### EXERCISE AIM
Each record, exactly as written, should be printed again.

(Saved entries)
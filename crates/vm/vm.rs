use crate::{
    call_frame::CallFrame,
    constants::MAX_CODE_SIZE,
    db::{DbCheckpoint, GeneralizedDatabase},
    environment::Environment,
    errors::{
        ContextResult, ExceptionalHalt, ExecutionReport, InternalError, OpcodeResult, TxResult,
        TxValidationError, VMError,
    },
    gas_cost,
    opcode_handlers::{
        arithmetic::*, bitwise_comparison::*, block::*, dup::OpDupHandler, environment::*,
        exchange::OpSwapHandler, keccak::OpKeccakHandler, logging::OpLogHandler,
        push::OpPushHandler, stack_memory_storage_flow::*, system::*, OpInvalidHandler,
        OpStopHandler, OpcodeHandler,
    },
    opcodes::Opcode,
    precompiles,
    utils::calculate_create_address,
};
use bytes::Bytes;
use ethereum_types::{Address, U256};
use hearth_common::types::{Fork, Transaction, TxKind};
use rustc_hash::FxHashSet;

/// Accrued side effects of the running transaction: accounts doomed by
/// SELFDESTRUCT, accounts touched (for EIP-158 clearing) and the refund
/// counter.
#[derive(Debug, Clone, Default)]
pub struct Substate {
    pub selfdestruct_set: FxHashSet<Address>,
    pub touched_accounts: FxHashSet<Address>,
    pub refunded_gas: u64,
}

/// The EVM: executes one external transaction against the transactional
/// world state.
pub struct VM<'a> {
    pub call_frames: Vec<CallFrame>,
    pub env: Environment,
    pub substate: Substate,
    pub db: &'a mut GeneralizedDatabase,
    pub tx: Transaction,
    checkpoints: Vec<(DbCheckpoint, Substate)>,
}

### TASK SOLUTION
filename crates/vm/vm.rs
use crate::{
    call_frame::CallFrame,
    constants::MAX_CODE_SIZE,
    db::{DbCheckpoint, GeneralizedDatabase},
    environment::Environment,
    errors::{
        ContextResult, ExceptionalHalt, ExecutionReport, InternalError, OpcodeResult, TxResult,
        TxValidationError, VMError,
    },
    gas_cost,
    opcode_handlers::{
        arithmetic::*, bitwise_comparison::*, block::*, dup::OpDupHandler, environment::*,
        exchange::OpSwapHandler, keccak::OpKeccakHandler, logging::OpLogHandler,
        push::OpPushHandler, stack_memory_storage_flow::*, system::*, OpInvalidHandler,
        OpStopHandler, OpcodeHandler,
    },
    opcodes::Opcode,
    precompiles,
    utils::calculate_create_address,
};
use bytes::Bytes;
use ethereum_types::{Address, U256};
use hearth_common::types::{Fork, Transaction, TxKind};
use rustc_hash::FxHashSet;

/// Accrued side effects of the running transaction: accounts doomed by
/// SELFDESTRUCT, accounts touched (for EIP-158 clearing) and the refund
/// counter.
#[derive(Debug, Clone, Default)]
pub struct Substate {
    pub selfdestruct_set: FxHashSet<Address>,
    pub touched_accounts: FxHashSet<Address>,
    pub refunded_gas: u64,
}

/// The EVM: executes one external transaction against the transactional
/// world state.
pub struct VM<'a> {
    pub call_frames: Vec<CallFrame>,
    pub env: Environment,
    pub substate: Substate,
    pub db: &'a mut GeneralizedDatabase,
    pub tx: Transaction,
    checkpoints: Vec<(DbCheckpoint, Substate)>,
}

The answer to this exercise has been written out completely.